Brief —
The expected output is exactly the lines below, starting at the line with "to list judged" and ending at the line with "rows.into_iter()", both included; no other line belongs in it.

**** Material for the task ****

use anyhow::{Context, Result};
use chrono::{DateTime, Utc};
use futures::stream::BoxStream;
use sqlx::postgres::PgPool;
use tracing::{debug, info};

use crate::matching::Decision;
use crate::profile::{NewProfile, ProfileUpdate, UserProfile};

/// Column list matching the field order of [`UserProfile`]
const USER_COLUMNS: &str = "telegram_id, name, username, nickname, region, city, village, age, \
                            status, interests, bio, language_code, created_at, updated_at";

/// A localized message template stored in the database
#[derive(Debug, Clone, PartialEq, sqlx::FromRow)]
pub struct MessageTemplate {
    #[sqlx(rename = "template_key")]
    pub key: String,
    pub lang: String,
    pub body: String,
}

/// A directional judgment stored in the `choices` table
#[derive(Debug, Clone, PartialEq)]
pub struct Choice {
    pub chooser_id: i64,
    pub chosen_id: i64,
    pub decision: Decision,
    pub created_at: DateTime<Utc>,
}

/// Initialize the database schema
pub async fn init_database_schema(pool: &PgPool) -> Result<()> {
    info!("Initializing database schema...");

    sqlx::query(
        "CREATE TABLE IF NOT EXISTS users (
            telegram_id BIGINT PRIMARY KEY,
            name VARCHAR(255),
            username VARCHAR(255),
            nickname VARCHAR(255),
            region VARCHAR(100),
            city VARCHAR(100),
            village VARCHAR(100),
            age INTEGER,
            status VARCHAR(50),
            interests TEXT[] NOT NULL DEFAULT '{}',
            bio TEXT,
            language_code VARCHAR(10) NOT NULL DEFAULT 'uk',
            created_at TIMESTAMPTZ NOT NULL DEFAULT NOW(),
            updated_at TIMESTAMPTZ NOT NULL DEFAULT NOW(),
            CONSTRAINT chk_single_place CHECK (city IS NULL OR village IS NULL)
        )",
    )
    .execute(pool)
    .await
    .context("Failed to create users table")?;

    sqlx::query(
        "CREATE TABLE IF NOT EXISTS choices (
            chooser_id BIGINT NOT NULL REFERENCES users(telegram_id) ON DELETE CASCADE,
            chosen_id BIGINT NOT NULL REFERENCES users(telegram_id) ON DELETE CASCADE,
            choice_type VARCHAR(20) NOT NULL,
            created_at TIMESTAMPTZ NOT NULL DEFAULT NOW(),
            PRIMARY KEY (chooser_id, chosen_id),
            CONSTRAINT chk_choice_type CHECK (choice_type IN ('LIKE', 'DISLIKE'))
        )",
    )
    .execute(pool)
    .await
    .context("Failed to create choices table")?;

    // Reverse lookups for the mutual-like check
    sqlx::query("CREATE INDEX IF NOT EXISTS idx_choices_chosen ON choices(chosen_id, chooser_id)")
        .execute(pool)
        .await
        .context("Failed to create choices index")?;

    sqlx::query(
        "CREATE TABLE IF NOT EXISTS message_templates (
            template_key VARCHAR(100) NOT NULL,
            lang VARCHAR(10) NOT NULL DEFAULT 'uk',
            body TEXT NOT NULL,
            created_at TIMESTAMPTZ NOT NULL DEFAULT NOW(),
            PRIMARY KEY (template_key, lang)
        )",
    )
    .execute(pool)
    .await
    .context("Failed to create message_templates table")?;

    info!("Database schema initialized successfully");
    Ok(())
}

/// Read a user profile by Telegram id
pub async fn get_user(pool: &PgPool, telegram_id: i64) -> Result<Option<UserProfile>> {
    debug!(telegram_id, "Reading user profile");

    let user = sqlx::query_as::<_, UserProfile>(&format!(
        "SELECT {USER_COLUMNS} FROM users WHERE telegram_id = $1"
    ))
    .bind(telegram_id)
    .fetch_optional(pool)
    .await
    .context("Failed to read user")?;

    Ok(user)
}

/// Insert a confirmed profile, or overwrite every answer of an existing one
pub async fn upsert_profile(pool: &PgPool, profile: &NewProfile) -> Result<UserProfile> {
    info!(telegram_id = profile.telegram_id, "Saving confirmed profile");

    let (city, village) = profile.place.clone().into_columns();

    let user = sqlx::query_as::<_, UserProfile>(&format!(
        "INSERT INTO users (telegram_id, name, username, nickname, region, city, village, age,
                            status, interests, bio, language_code)
         VALUES ($1, $2, $3, $4, $5, $6, $7, $8, $9, $10, $11, $12)
         ON CONFLICT (telegram_id) DO UPDATE SET
            name = EXCLUDED.name,
            username = EXCLUDED.username,
            nickname = EXCLUDED.nickname,
            region = EXCLUDED.region,
            city = EXCLUDED.city,
            village = EXCLUDED.village,
            age = EXCLUDED.age,
            status = EXCLUDED.status,
            interests = EXCLUDED.interests,
            bio = EXCLUDED.bio,
            language_code = EXCLUDED.language_code,
            updated_at = NOW()
         RETURNING {USER_COLUMNS}"
    ))
    .bind(profile.telegram_id)
    .bind(&profile.name)
    .bind(&profile.username)
    .bind(&profile.nickname)
    .bind(&profile.region)
    .bind(city)
    .bind(village)
    .bind(profile.age)
    .bind(&profile.status)
    .bind(profile.interests.clone())
    .bind(&profile.bio)
    .bind(&profile.language_code)
    .fetch_one(pool)
    .await
    .context("Failed to upsert profile")?;

    Ok(user)
}

/// Insert a profile unless the id is taken. Returns `true` when inserted.
pub async fn insert_profile_if_absent(pool: &PgPool, profile: &NewProfile) -> Result<bool> {
    let (city, village) = profile.place.clone().into_columns();

    let result = sqlx::query(
        "INSERT INTO users (telegram_id, name, username, nickname, region, city, village, age,
                            status, interests, bio, language_code)
         VALUES ($1, $2, $3, $4, $5, $6, $7, $8, $9, $10, $11, $12)
         ON CONFLICT (telegram_id) DO NOTHING",
    )
    .bind(profile.telegram_id)
    .bind(&profile.name)
    .bind(&profile.username)
    .bind(&profile.nickname)
    .bind(&profile.region)
    .bind(city)
    .bind(village)
    .bind(profile.age)
    .bind(&profile.status)
    .bind(profile.interests.clone())
    .bind(&profile.bio)
    .bind(&profile.language_code)
    .execute(pool)
    .await
    .context("Failed to insert profile")?;

    Ok(result.rows_affected() == 1)
}

/// Apply a single-field edit. Returns `false` when the user does not exist.
pub async fn apply_profile_update(
    pool: &PgPool,
    telegram_id: i64,
    update: &ProfileUpdate,
) -> Result<bool> {
    debug!(telegram_id, update = ?update, "Applying profile update");

    let query = match update {
        ProfileUpdate::Name(name) => {
            sqlx::query("UPDATE users SET name = $2, updated_at = NOW() WHERE telegram_id = $1")
                .bind(telegram_id)
                .bind(name)
        }
        ProfileUpdate::Nickname(nickname) => {
            sqlx::query("UPDATE users SET nickname = $2, updated_at = NOW() WHERE telegram_id = $1")
                .bind(telegram_id)
                .bind(nickname)
        }
        ProfileUpdate::Location { region, place } => {
            let (city, village) = place.clone().into_columns();
            sqlx::query(
                "UPDATE users SET region = $2, city = $3, village = $4, updated_at = NOW()
                 WHERE telegram_id = $1",
            )
            .bind(telegram_id)
            .bind(region)
            .bind(city)
            .bind(village)
        }
        ProfileUpdate::Age(age) => {
            sqlx::query("UPDATE users SET age = $2, updated_at = NOW() WHERE telegram_id = $1")
                .bind(telegram_id)
                .bind(*age)
        }
        ProfileUpdate::Status(status) => {
            sqlx::query("UPDATE users SET status = $2, updated_at = NOW() WHERE telegram_id = $1")
                .bind(telegram_id)
                .bind(status)
        }
        ProfileUpdate::Interests(interests) => {
            sqlx::query("UPDATE users SET interests = $2, updated_at = NOW() WHERE telegram_id = $1")
                .bind(telegram_id)
                .bind(interests.clone())
        }
        ProfileUpdate::Bio(bio) => {
            sqlx::query("UPDATE users SET bio = $2, updated_at = NOW() WHERE telegram_id = $1")
                .bind(telegram_id)
                .bind(bio)
        }
    };

    let rows_affected = query
        .execute(pool)
        .await
        .context("Failed to update profile")?
        .rows_affected();

    Ok(rows_affected > 0)
}

/// Stream every user except the requester in the pool's natural order
pub fn fetch_candidate_pool(
    pool: &PgPool,
    requester_id: i64,
) -> BoxStream<'_, Result<UserProfile, sqlx::Error>> {
    sqlx::query_as::<_, UserProfile>(
        "SELECT telegram_id, name, username, nickname, region, city, village, age,
                status, interests, bio, language_code, created_at, updated_at
         FROM users
         WHERE telegram_id <> $1
         ORDER BY created_at, telegram_id",
    )
    .bind(requester_id)
    .fetch(pool)
}

/// Insert a judgment unless one already exists for the ordered pair.
///
/// Returns `true` when a new row was written. A concurrent duplicate insert
/// is reported as already recorded rather than as an error.
pub async fn insert_choice(
    pool: &PgPool,
    chooser_id: i64,
    chosen_id: i64,
    decision: Decision,
) -> Result<bool> {
    let result = sqlx::query(
        "INSERT INTO choices (chooser_id, chosen_id, choice_type)
         VALUES ($1, $2, $3)
         ON CONFLICT (chooser_id, chosen_id) DO NOTHING",
    )
    .bind(chooser_id)
    .bind(chosen_id)
    .bind(decision.as_str())
    .execute(pool)
    .await;

    match result {
        Ok(done) => Ok(done.rows_affected() == 1),
        Err(sqlx::Error::Database(db_err)) if db_err.is_unique_violation() => {
            debug!(chooser_id, chosen_id, "Choice inserted concurrently, treating as recorded");
            Ok(false)
        }
        Err(e) => Err(e).context("Failed to insert choice"),
    }
}

/// Whether `chooser_id` has recorded a LIKE for `chosen_id`
pub async fn has_liked(pool: &PgPool, chooser_id: i64, chosen_id: i64) -> Result<bool> {
    let liked: bool = sqlx::query_scalar(
        "SELECT EXISTS (
            SELECT 1 FROM choices
            WHERE chooser_id = $1 AND chosen_id = $2 AND choice_type = 'LIKE'
        )",
    )
    .bind(chooser_id)
    .bind(chosen_id)
    .fetch_one(pool)
    .await
    .context("Failed to check like")?;

    Ok(liked)
}

/// Ids judged by `chooser_id`, any decision type
pub async fn list_judged_ids(pool: &PgPool, chooser_id: i64) -> Result<Vec<i64>> {
    let ids: Vec<i64> = sqlx::query_scalar("SELECT chosen_id FROM choices WHERE chooser_id = $1")
        .bind(chooser_id)
        .fetch_all(pool)
        .await
        .context("Failed to list judged users")?;

    Ok(ids)
}

/// All judgments made by `chooser_id`, oldest first
pub async fn list_choices_by(pool: &PgPool, chooser_id: i64) -> Result<Vec<Choice>> {
    let rows: Vec<(i64, i64, String, DateTime<Utc>)> = sqlx::query_as(
        "SELECT chooser_id, chosen_id, choice_type, created_at
         FROM choices WHERE chooser_id = $1
         ORDER BY created_at, chosen_id",
    )
    .bind(chooser_id)
    .fetch_all(pool)
    .await
    .context("Failed to list choices")?;

    rows.into_iter()
        .map(|(chooser_id, chosen_id, choice_type, created_at)| {
            let decision = Decision::parse(&choice_type)
                .with_context(|| format!("Unexpected choice type: {choice_type}"))?;
            Ok(Choice {
                chooser_id,
                chosen_id,
                decision,
                created_at,
            })
        })
        .collect()
}

/// Load every stored message template
pub async fn list_message_templates(pool: &PgPool) -> Result<Vec<MessageTemplate>> {
    let templates = sqlx::query_as::<_, MessageTemplate>(
        "SELECT template_key, lang, body FROM message_templates ORDER BY template_key, lang",
    )
    .fetch_all(pool)
    .await
    .context("Failed to load message templates")?;

    Ok(templates)
}

/// Create or replace a message template
pub async fn upsert_message_template(pool: &PgPool, key: &str, lang: &str, body: &str) -> Result<()> {
    sqlx::query(
        "INSERT INTO message_templates (template_key, lang, body)
         VALUES ($1, $2, $3)
         ON CONFLICT (template_key, lang) DO UPDATE SET body = EXCLUDED.body",
    )
    .bind(key)
    .bind(lang)
    .bind(body)
    .execute(pool)
    .await
    .context("Failed to save message template")?;

    Ok(())
}
#[cfg(test)]
mod tests {
    use super::*;

    fn ctx() -> Ctx<'static> {
        Ctx {
            telegram_id: 42,
            username: Some("olena".to_string()),
            language_code: "uk",
            stored_interests: &[],
        }
    }

    fn text(value: &str) -> Event {
        Event::Text(value.to_string())
    }

    /// Feed events in order, returning the final transition
    fn run(start: BotDialogueState, events: Vec<Event>) -> Transition {
        let ctx = ctx();
        let mut state = start;
        let mut last = Transition::to(state.clone(), Vec::new());
        for event in events {
            last = advance(&state, event, &ctx);
            state = last.next.clone();
        }
        last
    }

    #[test]
    fn test_full_creation_flow_commits_profile() {
        let transition = run(
            BotDialogueState::new_profile(),
            vec![
                text("Олена"),
                text("olenka"),
                text("Вперед ➡️"),
                text("Львівська"),
                text("🏙 Місто"),
                text("Львів"),
                text("31"),
                text("Мама"),
                Event::ToggleInterest(4),
                Event::ToggleInterest(0),
                Event::InterestsDone,
                text("Люблю гуляти"),
                Event::ConfirmYes,
            ],
        );

        assert_eq!(transition.next, BotDialogueState::Start);
        let Some(Commit::CreateProfile(profile)) = transition.commit else {
            panic!("Expected a profile commit");
        };
        assert_eq!(profile.telegram_id, 42);
        assert_eq!(profile.username.as_deref(), Some("olena"));
        assert_eq!(profile.region, "Львівська");
        assert_eq!(profile.place, Place::City("Львів".to_string()));
        assert_eq!(profile.age, 31);
        // Option order, not tap order
        assert_eq!(profile.interests, vec!["Прогулянки з дітьми", "Книги"]);
    }

    #[test]
    fn test_invalid_input_keeps_state_and_reprompts() {
        let state = creating(CreationStep::Age, ProfileDraft::default());
        let transition = advance(&state, text("12"), &ctx());

        assert!(transition.is_unchanged(&state));
        assert_eq!(transition.replies, vec![Reply::Say("error-age-out-of-range")]);
    }

    #[test]
    fn test_region_pagination_is_clamped() {
        let state = creating(CreationStep::Region { page: 0 }, ProfileDraft::default());
        let back = advance(&state, text("⬅️ Назад"), &ctx());
        assert_eq!(back.next, state);

        let last = last_regions_page();
        let state = creating(CreationStep::Region { page: last }, ProfileDraft::default());
        let forward = advance(&state, text("Вперед ➡️"), &ctx());
        assert_eq!(forward.next, state);
        assert_eq!(
            forward.replies,
            vec![ask("ask-region", Keyboard::Regions { page: last })]
        );
    }

    #[test]
    fn test_region_cancel_clears_state() {
        let state = creating(CreationStep::Region { page: 2 }, ProfileDraft::default());
        let transition = advance(&state, text("❌ Скасувати"), &ctx());
        assert_eq!(transition.next, BotDialogueState::Start);
        assert!(transition.commit.is_none());
    }

    #[test]
    fn test_interests_required_before_bio() {
        let state = creating(CreationStep::Interests, ProfileDraft::default());
        let transition = advance(&state, Event::InterestsDone, &ctx());
        assert!(transition.is_unchanged(&state));
        assert_eq!(transition.replies, vec![Reply::Say("error-interests-empty")]);

        // Toggling twice deselects
        let once = advance(&state, Event::ToggleInterest(1), &ctx());
        let twice = advance(&once.next, Event::ToggleInterest(1), &ctx());
        assert_eq!(twice.replies, vec![Reply::RefreshInterests { selected: vec![] }]);

        // Out of range taps are ignored
        let stale = advance(&state, Event::ToggleInterest(99), &ctx());
        assert!(stale.is_unchanged(&state));
        assert!(stale.replies.is_empty());
    }

    #[test]
    fn test_confirm_no_restarts_wizard() {
        let draft = ProfileDraft {
            name: Some("Олена".to_string()),
            ..Default::default()
        };
        let state = creating(CreationStep::Confirm, draft);
        let transition = advance(&state, Event::ConfirmNo, &ctx());
        assert_eq!(transition.next, BotDialogueState::new_profile());
        assert!(transition.commit.is_none());
    }

    #[test]
    fn test_edit_name_commits_and_returns_to_menu() {
        let transition = run(BotDialogueState::EditMenu, vec![text("👤 Ім'я"), text("  Ірина ")]);
        assert_eq!(transition.next, BotDialogueState::EditMenu);
        assert_eq!(
            transition.commit,
            Some(Commit::Update(ProfileUpdate::Name("Ірина".to_string())))
        );
    }

    #[test]
    fn test_edit_location_flow() {
        let transition = run(
            BotDialogueState::EditMenu,
            vec![
                text("📍 Місце проживання"),
                text("м. Київ"),
                text("село"),
                text("Гатне"),
            ],
        );
        assert_eq!(
            transition.commit,
            Some(Commit::Update(ProfileUpdate::Location {
                region: "м. Київ".to_string(),
                place: Place::Village("Гатне".to_string()),
            }))
        );
    }

    #[test]
    fn test_edit_interests_start_from_stored_selection() {
        let stored = vec!["Кулінарія".to_string()];
        let ctx = Ctx {
            stored_interests: &stored,
            ..ctx()
        };
        let transition = advance(&BotDialogueState::EditMenu, text("💡 Інтереси"), &ctx);
        assert_eq!(
            transition.next,
            editing(EditStep::Interests {
                selected: stored.clone()
            })
        );

        let done = advance(&transition.next, Event::InterestsDone, &ctx);
        assert_eq!(done.commit, Some(Commit::Update(ProfileUpdate::Interests(stored))));
    }

    #[test]
    fn test_command_leaves_edit_menu() {
        let transition = advance(&BotDialogueState::EditMenu, text("/unknown"), &ctx());
        assert_eq!(transition.next, BotDialogueState::Start);
    }

    #[test]
    fn test_start_matching_from_edit_menu() {
        let transition = advance(&BotDialogueState::EditMenu, text("💞 Почати метчінг"), &ctx());
        assert_eq!(transition.next, BotDialogueState::ChoosingCriterion);
        assert!(transition
            .replies
            .contains(&ask("choose-criterion", Keyboard::Criteria)));
    }

    #[test]
    fn test_judgment_context() {
        let judging = BotDialogueState::Judging {
            candidate_id: 7,
            criterion: Criterion::Status,
        };

        assert_eq!(
            judgment_context(Some(&judging), 7),
            JudgmentContext::OnScreen(Criterion::Status)
        );
        assert_eq!(judgment_context(Some(&judging), 8), JudgmentContext::Stale);
        assert_eq!(judgment_context(None, 7), JudgmentContext::NoSession);
        assert_eq!(
            judgment_context(Some(&BotDialogueState::Start), 7),
            JudgmentContext::NoSession
        );
        assert_eq!(
            judgment_context(Some(&BotDialogueState::ChoosingCriterion), 7),
            JudgmentContext::NoSession
        );
    }

    #[test]
    fn test_matching_loop_steps() {
        let step = start_matching(Criterion::Location, Some(3));
        assert_eq!(
            step.next_state(),
            BotDialogueState::Judging {
                candidate_id: 3,
                criterion: Criterion::Location
            }
        );
        assert_eq!(start_matching(Criterion::Location, None), MatchStep::Finish("no-candidates"));

        let step = after_judgment(Some(Criterion::Interests), Some(9));
        assert_eq!(
            step.next_state(),
            BotDialogueState::Judging {
                candidate_id: 9,
                criterion: Criterion::Interests
            }
        );

        let step = after_judgment(Some(Criterion::Interests), None);
        assert_eq!(step, MatchStep::Finish("no-more-candidates"));
        assert_eq!(step.next_state(), BotDialogueState::Start);

        // Without a stored criterion the loop ends even if someone is left
        let step = after_judgment(None, Some(9));
        assert_eq!(step, MatchStep::Finish("matching-ended"));
        assert_eq!(step.next_state(), BotDialogueState::Start);
    }
}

****

Your solution —
        .context("Failed to list judged users")?;

    Ok(ids)
}

/// All judgments made by `chooser_id`, oldest first
pub async fn list_choices_by(pool: &PgPool, chooser_id: i64) -> Result<Vec<Choice>> {
    let rows: Vec<(i64, i64, String, DateTime<Utc>)> = sqlx::query_as(
        "SELECT chooser_id, chosen_id, choice_type, created_at
         FROM choices WHERE chooser_id = $1
         ORDER BY created_at, chosen_id",
    )
    .bind(chooser_id)
    .fetch_all(pool)
    .await
    .context("Failed to list choices")?;

    rows.into_iter()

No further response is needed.